I have a code that gives different values on different online compilers, I am new to C programming, please let me know if different values are expected while we run the following code on different c online compilers:
#include <stdio.h>
struct hai
{
char c;
long l;
char *p;
};
union bye
{
char c;
long l;
char *p;
};
int main (int argc, char *argv[])
{
struct hai myhai;
union bye mybye;
myhai.c = 1;
myhai.l = 2L;
myhai.p = "This is myhai";
mybye.c = 1;
mybye.l = 2L;
mybye.p = "This is mybye";
printf("myhai: %d %ld %s\n", myhai.c, myhai.l, myhai.p);
printf("mybye: %d %ld %s\n", mybye.c, mybye.l, mybye.p);
return 0;
}
CodePudding user response:
Union is the place where members share the same memory location. Union has only storage enough for the largest member of it.
Writing any of members overwrites at least the part of the memory occupies by other members.
In your case the at write is important. It stores the address of the string literal into the union. When you read the c
member you read the first byte of this address.

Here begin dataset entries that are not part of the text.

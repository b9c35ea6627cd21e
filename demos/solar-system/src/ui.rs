//! The UI protocol: custom events from the host, per-frame events back, the
//! click-versus-drag tracker and the info-panel payload.

use glam::Vec2;
use serde::Serialize;
use orrery_engine::GameEvent;

use crate::bodies::{body_from_wire, body_name, BodyIndex};
use crate::camera_rig::CameraMode;
use crate::facts::{FactRegistry, FactSheet};

// ── Custom event kinds from the host ─────────────────────────────────

pub const CUSTOM_SET_TIME_SCALE: u32 = 1;
pub const CUSTOM_TOGGLE_PAUSE: u32 = 2;
pub const CUSTOM_RESET_VIEW: u32 = 3;
pub const CUSTOM_SHOW_ORBITS: u32 = 4;
pub const CUSTOM_REALISTIC_SCALE: u32 = 5;
pub const CUSTOM_CAMERA_MODE: u32 = 6;
pub const CUSTOM_FOCUS: u32 = 7;
pub const CUSTOM_UNLOCK: u32 = 8;
pub const CUSTOM_ZOOM: u32 = 9;
/// Viewport resize (sent by the worker as kind=99).
pub const CUSTOM_RESIZE: u32 = 99;

// ── Game event kinds to the host ─────────────────────────────────────

pub const EVENT_TIME: f32 = 1.0;
pub const EVENT_SELECTION: f32 = 2.0;
pub const EVENT_DISPLAY: f32 = 3.0;
pub const EVENT_LABEL: f32 = 4.0;

#[derive(Debug, Clone, Copy, PartialEq)]
pub enum UiCommand {
    SetTimeScale(f32),
    TogglePause,
    ResetView,
    ShowOrbits(bool),
    RealisticScale(bool),
    CameraMode(CameraMode),
    Focus(BodyIndex),
    Unlock,
    Zoom(f32),
    Resize { width: f32, height: f32 },
}

impl UiCommand {
    /// Decode a custom event. Unknown kinds and bad payloads are logged and dropped.
    pub fn from_custom(kind: u32, a: f32, b: f32) -> Option<Self> {
        let command = match kind {
            CUSTOM_SET_TIME_SCALE if a.is_finite() => Self::SetTimeScale(a),
            CUSTOM_TOGGLE_PAUSE => Self::TogglePause,
            CUSTOM_RESET_VIEW => Self::ResetView,
            CUSTOM_SHOW_ORBITS => Self::ShowOrbits(a > 0.5),
            CUSTOM_REALISTIC_SCALE => Self::RealisticScale(a > 0.5),
            CUSTOM_CAMERA_MODE => match CameraMode::from_wire(a) {
                Some(mode) => Self::CameraMode(mode),
                None => {
                    log::warn!("ui: unknown camera mode {}", a);
                    return None;
                }
            },
            CUSTOM_FOCUS => match body_from_wire(a) {
                Some(body) => Self::Focus(body),
                None => {
                    log::warn!("ui: no body with index {}", a);
                    return None;
                }
            },
            CUSTOM_UNLOCK => Self::Unlock,
            CUSTOM_ZOOM if a.is_finite() => Self::Zoom(a),
            CUSTOM_RESIZE => Self::Resize { width: a, height: b },
            _ => {
                log::warn!("ui: ignoring custom event {} ({}, {})", kind, a, b);
                return None;
            }
        };
        Some(command)
    }
}

/// Display toggles and the current selection.
#[derive(Debug, Clone, Copy, PartialEq, Default)]
pub struct UiState {
    pub selected: Option<BodyIndex>,
    pub show_orbits: bool,
    pub realistic_scale: bool,
}

fn flag(on: bool) -> f32 {
    if on { 1.0 } else { 0.0 }
}

fn index_or_none(index: Option<BodyIndex>) -> f32 {
    index.map_or(-1.0, |i| i as f32)
}

pub fn time_event(time_scale: f32, paused: bool, mode: CameraMode) -> GameEvent {
    GameEvent::new(EVENT_TIME, time_scale, flag(paused), mode.as_wire())
}

pub fn selection_event(selected: Option<BodyIndex>, focus: Option<BodyIndex>) -> GameEvent {
    GameEvent::new(
        EVENT_SELECTION,
        index_or_none(selected),
        flag(focus.is_some()),
        index_or_none(focus),
    )
}

pub fn display_event(state: &UiState) -> GameEvent {
    GameEvent::new(EVENT_DISPLAY, flag(state.show_orbits), flag(state.realistic_scale), 0.0)
}

pub fn label_event(body: BodyIndex, screen: Vec2) -> GameEvent {
    GameEvent::new(EVENT_LABEL, body as f32, screen.x, screen.y)
}

// ── Pointer ──────────────────────────────────────────────────────────

/// Presses that travel less than this before release count as clicks.
pub const CLICK_THRESHOLD_PX: f32 = 5.0;

/// Splits a pointer press into either a click or a drag.
#[derive(Debug, Clone, Copy, PartialEq, Default)]
pub struct ClickTracker {
    pressed_at: Option<Vec2>,
    last: Vec2,
    dragging: bool,
}

impl ClickTracker {
    pub fn down(&mut self, pos: Vec2) {
        self.pressed_at = Some(pos);
        self.last = pos;
        self.dragging = false;
    }

    /// Drag delta since the last move, once the press has become a drag.
    pub fn moved(&mut self, pos: Vec2) -> Option<Vec2> {
        let start = self.pressed_at?;
        if !self.dragging {
            if pos.distance(start) < CLICK_THRESHOLD_PX {
                return None;
            }
            self.dragging = true;
        }
        let delta = pos - self.last;
        self.last = pos;
        Some(delta)
    }

    /// Click position, if this release ends a press that never became a drag.
    pub fn up(&mut self, pos: Vec2) -> Option<Vec2> {
        let start = self.pressed_at.take()?;
        let was_drag = std::mem::take(&mut self.dragging);
        (!was_drag && pos.distance(start) < CLICK_THRESHOLD_PX).then_some(pos)
    }
}

// ── Info panel ───────────────────────────────────────────────────────

#[derive(Debug, Serialize)]
struct InfoPanel<'a> {
    index: BodyIndex,
    name: &'static str,
    #[serde(flatten)]
    facts: &'a FactSheet,
    /// The camera is locked on this body ("Stop Following").
    focused: bool,
}

/// Info-panel JSON for a body, or `None` when it has no fact sheet.
pub fn info_panel_json(body: BodyIndex, facts: &FactRegistry, focused: bool) -> Option<String> {
    let name = body_name(body)?;
    let sheet = facts.get(name)?;
    let panel = InfoPanel { index: body, name, facts: sheet, focused };
    match serde_json::to_string(&panel) {
        Ok(json) => Some(json),
        Err(e) => {
            log::warn!("ui: could not serialize info panel for {}: {}", name, e);
            None
        }
    }
}

#[cfg(test)]
mod tests {
    use super::*;

    #[test]
    fn decodes_commands() {
        assert_eq!(UiCommand::from_custom(1, 2.5, 0.0), Some(UiCommand::SetTimeScale(2.5)));
        assert_eq!(UiCommand::from_custom(4, 0.0, 0.0), Some(UiCommand::ShowOrbits(false)));
        assert_eq!(UiCommand::from_custom(5, 1.0, 0.0), Some(UiCommand::RealisticScale(true)));
        assert_eq!(
            UiCommand::from_custom(6, 2.0, 0.0),
            Some(UiCommand::CameraMode(CameraMode::Cinematic))
        );
        assert_eq!(UiCommand::from_custom(7, 6.0, 0.0), Some(UiCommand::Focus(6)));
        assert_eq!(UiCommand::from_custom(9, -2.0, 0.0), Some(UiCommand::Zoom(-2.0)));
        assert_eq!(
            UiCommand::from_custom(99, 1920.0, 1080.0),
            Some(UiCommand::Resize { width: 1920.0, height: 1080.0 })
        );
    }

    #[test]
    fn rejects_bad_payloads() {
        assert_eq!(UiCommand::from_custom(6, 7.0, 0.0), None);
        assert_eq!(UiCommand::from_custom(7, 12.0, 0.0), None);
        assert_eq!(UiCommand::from_custom(7, -1.0, 0.0), None);
        assert_eq!(UiCommand::from_custom(1, f32::NAN, 0.0), None);
        assert_eq!(UiCommand::from_custom(42, 0.0, 0.0), None);
    }

    #[test]
    fn outbound_events() {
        let e = time_event(1.5, true, CameraMode::Top);
        assert_eq!((e.kind, e.a, e.b, e.c), (1.0, 1.5, 1.0, 1.0));

        let e = selection_event(None, None);
        assert_eq!((e.kind, e.a, e.b, e.c), (2.0, -1.0, 0.0, -1.0));
        let e = selection_event(Some(3), Some(3));
        assert_eq!((e.a, e.b, e.c), (3.0, 1.0, 3.0));

        let state = UiState { selected: None, show_orbits: true, realistic_scale: false };
        let e = display_event(&state);
        assert_eq!((e.kind, e.a, e.b), (3.0, 1.0, 0.0));

        let e = label_event(9, Vec2::new(10.0, 20.0));
        assert_eq!((e.kind, e.a, e.b, e.c), (4.0, 9.0, 10.0, 20.0));
    }

    #[test]
    fn short_press_is_a_click() {
        let mut pointer = ClickTracker::default();
        pointer.down(Vec2::new(100.0, 100.0));
        assert_eq!(pointer.moved(Vec2::new(102.0, 101.0)), None);
        assert_eq!(pointer.up(Vec2::new(103.0, 101.0)), Some(Vec2::new(103.0, 101.0)));
        // A release without a press is nothing.
        assert_eq!(pointer.up(Vec2::new(103.0, 101.0)), None);
    }

    #[test]
    fn long_move_is_a_drag() {
        let mut pointer = ClickTracker::default();
        pointer.down(Vec2::new(100.0, 100.0));
        assert_eq!(pointer.moved(Vec2::new(110.0, 100.0)), Some(Vec2::new(10.0, 0.0)));
        assert_eq!(pointer.moved(Vec2::new(112.0, 97.0)), Some(Vec2::new(2.0, -3.0)));
        // Returning near the start does not turn it back into a click.
        assert_eq!(pointer.up(Vec2::new(101.0, 100.0)), None);
        // The next press starts fresh.
        pointer.down(Vec2::new(50.0, 50.0));
        assert_eq!(pointer.up(Vec2::new(51.0, 50.0)), Some(Vec2::new(51.0, 50.0)));
        // Moves without a press do nothing.
        assert_eq!(pointer.moved(Vec2::new(300.0, 300.0)), None);
    }

    #[test]
    fn info_panel_flattens_facts() {
        let facts = FactRegistry::load().unwrap();
        let json = info_panel_json(3, &facts, true).unwrap();
        let value: serde_json::Value = serde_json::from_str(&json).unwrap();
        assert_eq!(value["name"], "Earth");
        assert_eq!(value["index"], 3);
        assert_eq!(value["dayLength"], "24 hours");
        assert_eq!(value["moons"], 1);
        assert_eq!(value["focused"], true);

        assert!(info_panel_json(12, &facts, false).is_none());
        assert!(info_panel_json(0, &FactRegistry::default(), false).is_none());
    }
}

CodePudding user response:
In a union the fields are overlayed. Exactly how is undefined:
- Little endian and big endian play a role, both can have the fields aligned at offset 0, but other byte values reside there. (LE = least significant byte first: 257 = 02 01; BE = most signifact byte first: 257= 01 02
- The struct is not zeroed, so after assigning a char, the long will contain rubish, and the char likely is the least or most significant byte.